Several drugs that interact with membrane sterols or inhibit their syntheses are effective in clearing a number of fungal infections. The AIDS-associated lung infection caused by Pneumocystis jirovecii is not cleared by many of these therapies. Pneumocystis normally synthesizes distinct C28 and C29 24-alkylsterols, but ergosterol, the major fungal sterol, is not among them. Two distinct sterol compositional phenotypes were previously observed in P. jirovecii. One was characterized by delta7 C28 and C29 24-alkylsterols with only low proportions of higher molecular mass components. In contrast, the other type was dominated by high C31 and C32 24-alkylsterols, especially pneumocysterol.
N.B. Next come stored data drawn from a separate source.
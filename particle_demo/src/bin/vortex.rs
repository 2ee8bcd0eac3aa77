//! Vortex demo
//!
//! A steady stream of particles pours into a hollow funnel whose apex
//! wobbles around the vertical axis. Particles slide down the inside of the
//! funnel, are drawn toward its axis and a nucleus hovering above the spout,
//! and are collected at the spout.

use std::cell::Cell;
use std::rc::Rc;

use particle_demo::{DemoError, GroupStats};
use rand::{rngs::StdRng, SeedableRng};
use rust_particles::foundation::logging::{self, debug, error, info};
use rust_particles::foundation::math::constants::TAU;
use rust_particles::prelude::*;

const FRAMES: u32 = 1200;
const TIME_STEP: f32 = 1.0 / 60.0;
const SPAWN_PER_FRAME: usize = 8;
const REPORT_INTERVAL: u32 = 120;
const WOBBLE_RADIUS: f32 = 0.4;
const WOBBLE_PERIOD: f32 = 5.0;

fn apex_at(time: f32) -> Vec3 {
    let angle = TAU * time / WOBBLE_PERIOD;
    Vec3::new(WOBBLE_RADIUS * angle.cos(), 0.0, WOBBLE_RADIUS * angle.sin())
}

fn run() -> Result<(), DemoError> {
    let base = Vec3::new(0.0, 4.0, 0.0);
    let funnel = Domain::from(Cone::new(apex_at(0.0), base, 3.0, 3.0)?).into_shared();
    let axis = Domain::from(Line::new(apex_at(0.0), base)?).into_shared();
    let spout = Domain::from(Sphere::new(apex_at(0.0), 0.3, 0.0)?).into_shared();
    let nucleus = Domain::from(Sphere::new(apex_at(0.0) + Vec3::new(0.0, 1.0, 0.0), 0.4, 0.0)?).into_shared();

    let source = Domain::from(Disc::new(Vec3::new(0.0, 5.0, 0.0), Vec3::y(), 2.0, 1.5)?);
    let jitter = Domain::from(Sphere::new(Vec3::new(0.0, -1.0, 0.0), 0.5, 0.0)?);

    let collected = Rc::new(Cell::new(0_u64));
    let counter = collected.clone();

    let mut group = ParticleGroup::with_capacity(SPAWN_PER_FRAME * FRAMES as usize);
    group.bind_controller(Box::new(Gravity::new(Vec3::new(0.0, -9.8, 0.0))));
    group.bind_controller(Box::new(Magnet::new(axis.clone(), 3.0)?.with_exponent(1.0)?.with_cutoffs(0.2, 3.0)?.scaled_by_time()));
    // Long-range pull into the nucleus, short-range push off its surface
    group.bind_controller(Box::new(Magnet::new(nucleus.clone(), 2.0)?.with_cutoffs(0.05, 4.0)?.scaled_by_time()));
    group.bind_controller(Box::new(
        Magnet::new(nucleus.clone(), -0.05)?.with_exponent(3.0)?.with_cutoffs(0.05, 0.5)?.scaled_by_time(),
    ));
    group.bind_controller(Box::new(Movement::new().with_damping(0.8)?.with_speed_limits(0.0, 12.0)?));
    group.bind_controller(Box::new(Bounce::new(funnel.clone()).with_coefficients(0.3, 0.1)?.with_max_bounces(3)));
    group.bind_controller(Box::new(
        Collector::new(spout.clone()).with_callback(move |_, _| counter.set(counter.get() + 1)),
    ));
    group.bind_controller(Box::new(Lifetime::new(15.0)?));

    let mut rng = StdRng::seed_from_u64(2024);
    info!("Simulating {FRAMES} frames, {SPAWN_PER_FRAME} new particles per frame");

    for frame in 1..=FRAMES {
        let time = frame as f32 * TIME_STEP;
        let apex = apex_at(time);

        // Move the funnel and everything attached to its spout
        if let Domain::Cone(cone) = &mut *funnel.borrow_mut() {
            cone.set_apex(apex)?;
        }
        if let Domain::Line(line) = &mut *axis.borrow_mut() {
            line.set_start_point(apex)?;
        }
        *spout.borrow_mut() = Sphere::new(apex, 0.3, 0.0)?.into();
        if let Domain::Sphere(sphere) = &mut *nucleus.borrow_mut() {
            sphere.set_center(apex + Vec3::new(0.0, 1.0, 0.0))?;
        }
        debug!("frame {frame}: apex at {:?}", apex);

        for _ in 0..SPAWN_PER_FRAME {
            let particle = Particle::new(source.generate_with(&mut rng), jitter.generate_with(&mut rng))
                .with_color(Color::rgb(0.2, 0.9, 0.6).lerp(&Color::WHITE, time / (FRAMES as f32 * TIME_STEP)));
            group.new_particle(particle);
        }

        group.update(TIME_STEP)?;

        if frame % REPORT_INTERVAL == 0 {
            GroupStats::measure(&group).log(frame);
        }
    }

    info!("{} particles collected at the spout, {} still in flight", collected.get(), group.len());
    Ok(())
}

fn main() {
    logging::init();
    info!("Starting vortex demo");

    if let Err(e) = run() {
        error!("Demo failed: {e}");
        std::process::exit(1);
    }
}
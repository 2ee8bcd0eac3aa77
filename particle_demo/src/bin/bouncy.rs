//! Bouncy demo
//!
//! Particles fall inside a closed room, bounce off a sphere and the walls
//! and drain through a hole in the floor. Pass a `.toml` or `.ron` scene
//! file to replace the built-in scene.

use std::cell::Cell;
use std::collections::BTreeMap;
use std::rc::Rc;

use particle_demo::{DemoError, GroupStats};
use rust_particles::config::{ControllerDesc, DomainDesc, EmitterDesc};
use rust_particles::foundation::logging::{self, error, info};
use rust_particles::prelude::*;

const REPORT_INTERVAL: u32 = 60;

fn default_scene() -> SceneConfig {
    let mut domains = BTreeMap::new();
    domains.insert(
        "room".to_string(),
        DomainDesc::AABox {
            min: Vec3::new(-4.0, 0.0, -4.0),
            max: Vec3::new(4.0, 8.0, 4.0),
        },
    );
    domains.insert(
        "ball".to_string(),
        DomainDesc::Sphere {
            center: Vec3::new(0.0, 1.5, 0.0),
            outer_radius: 1.0,
            inner_radius: 0.0,
        },
    );
    domains.insert(
        "drain".to_string(),
        DomainDesc::Cylinder {
            end_point0: Vec3::new(3.0, -0.5, 0.0),
            end_point1: Vec3::new(3.0, 0.1, 0.0),
            outer_radius: 0.75,
            inner_radius: 0.0,
        },
    );
    domains.insert(
        "arena".to_string(),
        DomainDesc::AABox {
            min: Vec3::new(-10.0, -1.0, -10.0),
            max: Vec3::new(10.0, 20.0, 10.0),
        },
    );

    SceneConfig {
        seed: 42,
        frames: 900,
        domains,
        controllers: vec![
            ControllerDesc::Gravity {
                acceleration: Vec3::new(0.0, -9.8, 0.0),
            },
            ControllerDesc::Movement {
                damping: Some(Vec3::repeat(0.9)),
                min_speed: None,
                max_speed: Some(20.0),
            },
            ControllerDesc::Bounce {
                domain: "ball".to_string(),
                bounce: 0.9,
                friction: 0.05,
                max_bounces: 2,
            },
            ControllerDesc::Bounce {
                domain: "room".to_string(),
                bounce: 0.6,
                friction: 0.2,
                max_bounces: 3,
            },
            ControllerDesc::Collector {
                domain: "arena".to_string(),
                collect_inside: false,
            },
            ControllerDesc::Lifetime { max_age: 12.0 },
        ],
        particles: Some(EmitterDesc {
            count: 500,
            position: DomainDesc::Disc {
                center: Vec3::new(0.0, 5.0, 0.0),
                normal: Vec3::y(),
                outer_radius: 0.5,
                inner_radius: 0.0,
            },
            velocity: DomainDesc::Sphere {
                center: Vec3::new(1.0, 0.0, 0.0),
                outer_radius: 0.5,
                inner_radius: 0.0,
            },
            color: Color::rgb(0.3, 0.6, 1.0),
            size: 0.05,
        }),
        ..SceneConfig::default()
    }
}

fn run() -> Result<(), DemoError> {
    let config = match std::env::args().nth(1) {
        Some(path) => {
            info!("Loading scene from {path}");
            SceneConfig::load_from_file(&path)?
        }
        None => {
            info!("Using built-in scene");
            default_scene()
        }
    };

    let mut scene = config.build()?;

    // The drain is counted separately so its tally can be reported
    let drained = Rc::new(Cell::new(0_u64));
    if let Some(drain) = scene.domain("drain").cloned() {
        let counter = drained.clone();
        let collector = Collector::new(drain).with_callback(move |_, _| counter.set(counter.get() + 1));
        scene.group.bind_controller(Box::new(collector));
    }

    info!("Simulating {} frames at {:.4}s per frame", scene.frames, scene.time_step);
    for frame in 1..=scene.frames {
        scene.group.update(scene.time_step)?;
        if frame % REPORT_INTERVAL == 0 || frame == scene.frames {
            GroupStats::measure(&scene.group).log(frame);
        }
    }
    info!("{} particles drained, {} remaining", drained.get(), scene.group.len());
    Ok(())
}

fn main() {
    logging::init();
    info!("Starting bouncy demo");

    if let Err(e) = run() {
        error!("Demo failed: {e}");
        std::process::exit(1);
    }
}
//! Database layer: migrations, queries, and cursor management.

use sqlx::{sqlite::SqlitePoolOptions, SqlitePool};
use tracing::info;

use crate::errors::Result;
use crate::events::{CampaignEvent, CampaignSummary, EventRecord};

/// Establish a SQLite connection pool and run pending migrations.
pub async fn init_pool(database_url: &str) -> Result<SqlitePool> {
    let url = if database_url.starts_with("sqlite:") {
        database_url.to_string()
    } else {
        format!("sqlite:{database_url}")
    };
    // Create the file on first start.
    let url = if url.contains('?') || url.contains(":memory:") {
        url
    } else {
        format!("{url}?mode=rwc")
    };

    let pool = SqlitePoolOptions::new()
        .max_connections(5)
        .connect(&url)
        .await?;

    migrate(&pool).await?;
    Ok(pool)
}

pub async fn migrate(pool: &SqlitePool) -> Result<()> {
    sqlx::migrate!("./migrations").run(pool).await?;
    info!("Database migrations applied successfully");
    Ok(())
}

// ─────────────────────────────────────────────────────────
// Cursor helpers
// ─────────────────────────────────────────────────────────

/// Read the last-seen ledger from the cursor row.
/// Returns `0` when no cursor has been persisted yet.
pub async fn get_last_ledger(pool: &SqlitePool) -> Result<i64> {
    let row: Option<(i64,)> = sqlx::query_as("SELECT last_ledger FROM indexer_cursor WHERE id = 1")
        .fetch_optional(pool)
        .await?;
    Ok(row.map(|(v,)| v).unwrap_or(0))
}

/// Persist the last-seen ledger (and optionally a pagination cursor string).
pub async fn save_cursor(
    pool: &SqlitePool,
    last_ledger: i64,
    last_cursor: Option<&str>,
) -> Result<()> {
    sqlx::query("UPDATE indexer_cursor SET last_ledger = ?1, last_cursor = ?2 WHERE id = 1")
        .bind(last_ledger)
        .bind(last_cursor)
        .execute(pool)
        .await?;
    Ok(())
}

/// Read back the raw cursor string (used to resume pagination mid-ledger).
pub async fn get_cursor_string(pool: &SqlitePool) -> Result<Option<String>> {
    let row: Option<(Option<String>,)> =
        sqlx::query_as("SELECT last_cursor FROM indexer_cursor WHERE id = 1")
            .fetch_optional(pool)
            .await?;
    Ok(row.and_then(|(v,)| v))
}

// ─────────────────────────────────────────────────────────
// Event writes
// ─────────────────────────────────────────────────────────

/// Persist a batch of decoded events in one transaction. An event whose
/// RPC id is already stored is silently ignored, so re-polling a ledger
/// range is harmless.
pub async fn insert_events(pool: &SqlitePool, events: &[CampaignEvent]) -> Result<usize> {
    let mut tx = pool.begin().await?;
    let mut count = 0usize;
    for ev in events {
        let rows_affected = sqlx::query(
            r#"
            INSERT OR IGNORE INTO events
                (event_id, event_type, actor, amount, ledger, timestamp, contract_id, tx_hash)
            VALUES (?1, ?2, ?3, ?4, ?5, ?6, ?7, ?8)
            "#,
        )
        .bind(&ev.event_id)
        .bind(&ev.event_type)
        .bind(&ev.actor)
        .bind(&ev.amount)
        .bind(ev.ledger)
        .bind(ev.timestamp)
        .bind(&ev.contract_id)
        .bind(&ev.tx_hash)
        .execute(&mut *tx)
        .await?
        .rows_affected();

        count += rows_affected as usize;
    }
    tx.commit().await?;
    Ok(count)
}

// ─────────────────────────────────────────────────────────
// Event reads
// ─────────────────────────────────────────────────────────

/// Fetch every event involving `actor` (a donor or the author), ordered by
/// ledger ascending.
pub async fn get_events_for_actor(pool: &SqlitePool, actor: &str) -> Result<Vec<EventRecord>> {
    let rows = sqlx::query_as::<_, EventRecord>(
        r#"
        SELECT id, event_id, event_type, actor, amount, ledger, timestamp,
               contract_id, tx_hash, created_at
        FROM   events
        WHERE  actor = ?1
        ORDER  BY ledger ASC, id ASC
        "#,
    )
    .bind(actor)
    .fetch_all(pool)
    .await?;
    Ok(rows)
}

/// Fetch all events, ordered by ledger ascending.
pub async fn get_all_events(pool: &SqlitePool) -> Result<Vec<EventRecord>> {
    let rows = sqlx::query_as::<_, EventRecord>(
        r#"
        SELECT id, event_id, event_type, actor, amount, ledger, timestamp,
               contract_id, tx_hash, created_at
        FROM   events
        ORDER  BY ledger ASC, id ASC
        "#,
    )
    .fetch_all(pool)
    .await?;
    Ok(rows)
}

pub async fn get_summary(pool: &SqlitePool) -> Result<CampaignSummary> {
    let records = get_all_events(pool).await?;
    Ok(CampaignSummary::from_records(&records))
}
//! # Donation ledger
//!
//! Accepts donations while the campaign is active. Each identity may donate
//! once, and every donation is exactly `donate_amount`; the `DONATE_FEE` on
//! top of it stays in the contract as reserve and is swept to the author at
//! settlement.
//!
//! There is no explicit "fully funded" event: completion is observable as
//! `donated_count == participants_count`, which turns `is_active` false.

use soroban_sdk::{log, token, Address, Env};

use crate::config::DONATE_FEE;
use crate::events::{self, DonationReceived};
use crate::storage;
use crate::types::Campaign;
use crate::Error;

/// Amount a donation pulls from the donor.
pub fn donation_charge(campaign: &Campaign) -> i128 {
    campaign.donate_amount.saturating_add(DONATE_FEE)
}

/// Record a donation from `donor` carrying `value`.
///
/// Checks, in order: `NotActive`, `AlreadyDonated`, `NotEnoughDonate`.
/// On success the charge is pulled from the donor and `donated_count`
/// is incremented in `campaign`; persisting it is the caller's job.
pub fn donate(env: &Env, campaign: &mut Campaign, donor: &Address, value: i128) -> Result<(), Error> {
    if !campaign.is_active(env.ledger().timestamp()) {
        return Err(Error::NotActive);
    }
    if storage::has_donated(env, donor) {
        return Err(Error::AlreadyDonated);
    }
    let charge = donation_charge(campaign);
    if value < charge {
        return Err(Error::NotEnoughDonate);
    }

    token::Client::new(env, &campaign.token).transfer(
        donor,
        &env.current_contract_address(),
        &charge,
    );

    storage::add_donor(env, donor, campaign.donated_count, campaign.valid_until);
    campaign.donated_count += 1;
    log!(
        env,
        "donation accepted",
        campaign.donated_count,
        campaign.participants_count
    );

    events::publish_donation(
        env,
        DonationReceived {
            donor: donor.clone(),
            amount: campaign.donate_amount,
            donated_count: campaign.donated_count,
        },
    );
    Ok(())
}
//! Soroban RPC client: polls `getEvents` and decodes Assurer campaign events.
//!
//! ## Resilience
//!
//! * Exponential back-off is applied when the RPC returns an error or rate-limit
//!   response, up to [`MAX_BACKOFF_SECS`] seconds.
//! * Transient network errors (connection reset, timeout) are retried silently.
//! * `-32600` (invalid request) and `-32601` (method not found) are never
//!   retried.
//!
//! ## Decoding
//!
//! Requests ask for `xdrFormat: "json"`, so topics and data arrive as
//! `topicJson`/`valueJson` in the stellar-xdr JSON shape
//! (`{"symbol":"donated"}`, `{"address":"G..."}`, `{"i128":"100"}`,
//! `{"map":[{"key":..,"val":..}]}`). [`plain_scval`] flattens that into plain
//! JSON before fields are read. The base64 `topic`/`value` strings are a
//! fallback that only yields the event kind.

use std::time::Duration;

use base64::{engine::general_purpose::STANDARD, Engine as _};
use reqwest::Client;
use serde::Deserialize;
use serde_json::{json, Value};
use tracing::{debug, warn};

use crate::errors::{IndexerError, Result};
use crate::events::{CampaignEvent, EventKind};

const MAX_BACKOFF_SECS: u64 = 60;
const INITIAL_BACKOFF_SECS: u64 = 2;

/// XDR discriminant of `ScVal::Symbol`.
const SCV_SYMBOL: u32 = 15;

// ─────────────────────────────────────────────────────────
// JSON-RPC response shapes
// ─────────────────────────────────────────────────────────

#[derive(Debug, Deserialize)]
pub struct RpcResponse {
    pub result: Option<EventsResult>,
    pub error: Option<RpcError>,
}

#[derive(Debug, Deserialize)]
pub struct RpcError {
    pub code: i64,
    pub message: String,
}

impl RpcError {
    fn is_hard(&self) -> bool {
        self.code == -32600 || self.code == -32601
    }
}

#[derive(Debug, Deserialize)]
pub struct EventsResult {
    pub events: Vec<RawEvent>,
    pub cursor: Option<String>,
    #[serde(rename = "latestLedger")]
    pub latest_ledger: Option<u64>,
}

#[derive(Debug, Deserialize, Clone)]
pub struct RawEvent {
    /// Unique per event; the storage dedupe key.
    pub id: Option<String>,
    /// Topic list as base64 XDR (or legacy JSON strings).
    #[serde(default)]
    pub topic: Vec<String>,
    /// Event data as base64 XDR (or legacy JSON).
    #[serde(default)]
    pub value: Value,
    #[serde(rename = "topicJson")]
    pub topic_json: Option<Vec<Value>>,
    #[serde(rename = "valueJson")]
    pub value_json: Option<Value>,
    #[serde(rename = "contractId")]
    pub contract_id: Option<String>,
    #[serde(rename = "txHash")]
    pub tx_hash: Option<String>,
    pub ledger: Option<u64>,
    #[serde(rename = "ledgerClosedAt")]
    pub ledger_closed_at: Option<String>,
}

// ─────────────────────────────────────────────────────────
// Back-off
// ─────────────────────────────────────────────────────────

/// Doubling retry delay, capped at [`MAX_BACKOFF_SECS`].
#[derive(Debug)]
struct Backoff {
    secs: u64,
}

impl Backoff {
    fn new() -> Self {
        Self {
            secs: INITIAL_BACKOFF_SECS,
        }
    }

    /// Current delay; the following call returns twice as much.
    fn next_delay(&mut self) -> Duration {
        let delay = Duration::from_secs(self.secs);
        self.secs = (self.secs * 2).min(MAX_BACKOFF_SECS);
        delay
    }
}

// ─────────────────────────────────────────────────────────
// Public API
// ─────────────────────────────────────────────────────────

/// Fetch a page of events from the RPC.
///
/// * `start_ledger` is the ledger sequence to scan from (inclusive).
/// * `cursor` is an optional opaque pagination cursor from a previous response.
/// * `limit` caps the number of events returned.
///
/// Returns `(events, next_cursor, latest_ledger)`.
pub async fn fetch_events(
    client: &Client,
    rpc_url: &str,
    contract_id: &str,
    start_ledger: u32,
    cursor: Option<&str>,
    limit: u32,
) -> Result<(Vec<RawEvent>, Option<String>, Option<u64>)> {
    let mut backoff = Backoff::new();

    loop {
        let params = build_params(contract_id, start_ledger, cursor, limit);

        let response = client
            .post(rpc_url)
            .json(&json!({
                "jsonrpc": "2.0",
                "id": 1,
                "method": "getEvents",
                "params": params,
            }))
            .send()
            .await;

        let resp = match response {
            Ok(resp) => resp,
            Err(e) => {
                let delay = backoff.next_delay();
                warn!("RPC request failed (will retry in {delay:?}): {e}");
                tokio::time::sleep(delay).await;
                continue;
            }
        };

        if resp.status() == reqwest::StatusCode::TOO_MANY_REQUESTS {
            let delay = backoff.next_delay();
            warn!("Rate-limited by RPC (will retry in {delay:?})");
            tokio::time::sleep(delay).await;
            continue;
        }

        let body: RpcResponse = resp.json().await?;

        if let Some(err) = body.error {
            if err.is_hard() {
                return Err(IndexerError::Rpc {
                    code: err.code,
                    message: err.message,
                });
            }
            let delay = backoff.next_delay();
            warn!(
                "RPC soft error (will retry in {delay:?}): {} {}",
                err.code, err.message
            );
            tokio::time::sleep(delay).await;
            continue;
        }

        let result = body
            .result
            .ok_or_else(|| IndexerError::EventParse("Empty result from getEvents".to_string()))?;

        debug!(
            "Fetched {} events (latest_ledger={:?})",
            result.events.len(),
            result.latest_ledger
        );

        return Ok((result.events, result.cursor, result.latest_ledger));
    }
}

fn build_params(contract_id: &str, start_ledger: u32, cursor: Option<&str>, limit: u32) -> Value {
    let mut params = json!({
        "filters": [
            {
                "type": "contract",
                "contractIds": [contract_id]
            }
        ],
        "pagination": {
            "limit": limit
        },
        "xdrFormat": "json"
    });

    if let Some(cur) = cursor {
        params["pagination"]["cursor"] = json!(cur);
    } else {
        params["startLedger"] = json!(start_ledger);
    }

    params
}

// ─────────────────────────────────────────────────────────
// Event decoding
// ─────────────────────────────────────────────────────────

/// Decode a list of raw RPC events into [`CampaignEvent`] structs.
pub fn decode_events(raw: &[RawEvent], contract_id: &str) -> Vec<CampaignEvent> {
    raw.iter()
        .filter_map(|e| decode_single(e, contract_id))
        .collect()
}

fn decode_single(raw: &RawEvent, contract_id: &str) -> Option<CampaignEvent> {
    let Some(event_id) = raw.id.clone() else {
        debug!("Skipping event without id at ledger {:?}", raw.ledger);
        return None;
    };
    let symbol = match &raw.topic_json {
        Some(topics) => topics.first().map(plain_scval)?.as_str()?.to_string(),
        None => extract_symbol(raw.topic.first()?),
    };
    let kind = EventKind::from_topic(&symbol);

    let ledger = raw.ledger.unwrap_or(0) as i64;
    let timestamp = raw
        .ledger_closed_at
        .as_deref()
        .and_then(parse_iso_to_unix)
        .unwrap_or(0);

    let (actor, amount) = match &raw.value_json {
        Some(value) => decode_data(&plain_scval(value), kind),
        None => decode_data(&raw.value, kind),
    };
    // `donated` and `refunded` carry the donor as a second topic.
    let actor = actor.or_else(|| match &raw.topic_json {
        Some(topics) => topics.get(1).and_then(scval_address),
        None => raw.topic.get(1).and_then(|t| extract_address(t)),
    });

    Some(CampaignEvent {
        event_id,
        event_type: kind.as_str().to_string(),
        actor,
        amount,
        ledger,
        timestamp,
        contract_id: raw
            .contract_id
            .clone()
            .unwrap_or_else(|| contract_id.to_string()),
        tx_hash: raw.tx_hash.as_deref().and_then(normalize_tx_hash),
    })
}

/// Pull the actor and amount out of the event data for each kind.
fn decode_data(value: &Value, kind: EventKind) -> (Option<String>, Option<String>) {
    match kind {
        EventKind::CampaignInitialized => (
            extract_field(value, &["author"]),
            extract_field(value, &["goal"]),
        ),
        EventKind::DonationReceived | EventKind::DonationRefunded => (
            extract_field(value, &["donor"]),
            extract_field(value, &["amount"]),
        ),
        EventKind::CampaignClaimed => (
            extract_field(value, &["author"]),
            extract_field(value, &["amount"]),
        ),
        EventKind::CampaignReturned => (
            extract_field(value, &["author"]),
            extract_field(value, &["remainder"]),
        ),
        EventKind::Unknown => (None, None),
    }
}

fn extract_field(value: &Value, keys: &[&str]) -> Option<String> {
    for key in keys {
        let found = match value.get(key) {
            Some(Value::String(s)) => Some(s.clone()),
            Some(Value::Number(n)) => Some(n.to_string()),
            Some(nested) => nested.get("value").and_then(scalar_to_string),
            None => None,
        };
        if found.is_some() {
            return found;
        }
    }
    None
}

fn scalar_to_string(v: &Value) -> Option<String> {
    match v {
        Value::String(s) => Some(s.clone()),
        Value::Number(n) => Some(n.to_string()),
        _ => None,
    }
}

/// Flatten a stellar-xdr JSON `ScVal` into plain JSON: symbols, strings and
/// addresses become strings, 128-bit integers become decimal strings, maps
/// become objects keyed by their (symbol) keys. Anything not in that shape
/// is returned unchanged.
fn plain_scval(v: &Value) -> Value {
    let Some(obj) = v.as_object().filter(|o| o.len() == 1) else {
        return v.clone();
    };
    let Some((tag, inner)) = obj.iter().next() else {
        return v.clone();
    };
    match tag.as_str() {
        "symbol" | "string" | "address" | "bool" | "u32" | "i32" | "u64" | "i64" => {
            inner.clone()
        }
        "i128" | "u128" => int128_to_string(inner, tag == "i128")
            .map(Value::String)
            .unwrap_or_else(|| v.clone()),
        "vec" => match inner.as_array() {
            Some(items) => Value::Array(items.iter().map(plain_scval).collect()),
            None => Value::Null,
        },
        "map" => match inner.as_array() {
            Some(entries) => Value::Object(
                entries
                    .iter()
                    .filter_map(|entry| {
                        let key = match plain_scval(entry.get("key")?) {
                            Value::String(s) => s,
                            other => other.to_string(),
                        };
                        Some((key, plain_scval(entry.get("val")?)))
                    })
                    .collect(),
            ),
            None => Value::Null,
        },
        _ => v.clone(),
    }
}

/// A 128-bit integer is either a decimal string or `{"hi":..,"lo":..}` parts.
fn int128_to_string(v: &Value, signed: bool) -> Option<String> {
    match v {
        Value::String(s) => Some(s.clone()),
        Value::Number(n) => Some(n.to_string()),
        Value::Object(parts) => {
            let hi = parts.get("hi")?;
            let lo = parts.get("lo")?.as_u64()?;
            if signed {
                let hi = hi.as_i64()?;
                Some(((i128::from(hi) << 64) | i128::from(lo)).to_string())
            } else {
                let hi = hi.as_u64()?;
                Some(((u128::from(hi) << 64) | u128::from(lo)).to_string())
            }
        }
        _ => None,
    }
}

/// The strkey of an `{"address": ...}` topic.
fn scval_address(v: &Value) -> Option<String> {
    v.get("address").and_then(|a| a.as_str()).map(String::from)
}

/// Extract a Soroban Symbol from a topic entry.
///
/// The RPC may return `{"type":"symbol","value":"donated"}`, a base64 XDR
/// `ScVal`, or just the raw string.
fn extract_symbol(raw: &str) -> String {
    if let Ok(v) = serde_json::from_str::<Value>(raw) {
        if let Some(s) = v.get("value").and_then(|x| x.as_str()) {
            return s.to_string();
        }
    }
    if let Some(symbol) = decode_xdr_symbol(raw) {
        return symbol;
    }
    raw.to_string()
}

/// Decode a base64 XDR `ScVal` holding a symbol: a big-endian discriminant,
/// a big-endian length, then the bytes padded to four.
fn decode_xdr_symbol(raw: &str) -> Option<String> {
    let bytes = STANDARD.decode(raw.trim()).ok()?;
    if bytes.len() < 8 {
        return None;
    }
    let discriminant = u32::from_be_bytes(bytes[0..4].try_into().ok()?);
    if discriminant != SCV_SYMBOL {
        return None;
    }
    let len = u32::from_be_bytes(bytes[4..8].try_into().ok()?) as usize;
    let body = bytes.get(8..8 + len)?;
    String::from_utf8(body.to_vec()).ok()
}

/// Address topics only decode from the JSON form.
fn extract_address(raw: &str) -> Option<String> {
    let v = serde_json::from_str::<Value>(raw).ok()?;
    match v.get("type").and_then(|t| t.as_str()) {
        Some("address") => v.get("value").and_then(|x| x.as_str()).map(String::from),
        _ => None,
    }
}

/// Canonical lowercase form of a 32-byte transaction hash, `None` if the
/// string is not one.
fn normalize_tx_hash(raw: &str) -> Option<String> {
    let bytes = hex::decode(raw.trim()).ok()?;
    if bytes.len() != 32 {
        return None;
    }
    Some(hex::encode(bytes))
}

/// Parse an ISO-8601 timestamp string into a Unix epoch (seconds).
fn parse_iso_to_unix(s: &str) -> Option<i64> {
    use chrono::DateTime;
    DateTime::parse_from_rfc3339(s)
        .ok()
        .map(|dt| dt.timestamp())
}

// ─────────────────────────────────────────────────────────
// Unit tests
// ─────────────────────────────────────────────────────────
In the present study, 28 molecular species were elucidated by nuclear magnetic resonance analysis of a human lung specimen containing P. jirovecii representing the latter sterol profile phenotype. Fifteen of the 28 had the methyl group at C-14 of the sterol nucleus and these represented 96% of the total sterol mass in the specimen (excluding cholesterol). These results strongly suggest that sterol 14alpha-demethylase was blocked in these organisms. Twenty-four of the 28 were 24-alkylsterols, indicating that methylation of the C-24 position of the sterol side chain by S-adenosyl-L-methionine:sterol C-24 methyl transferase was fully functional.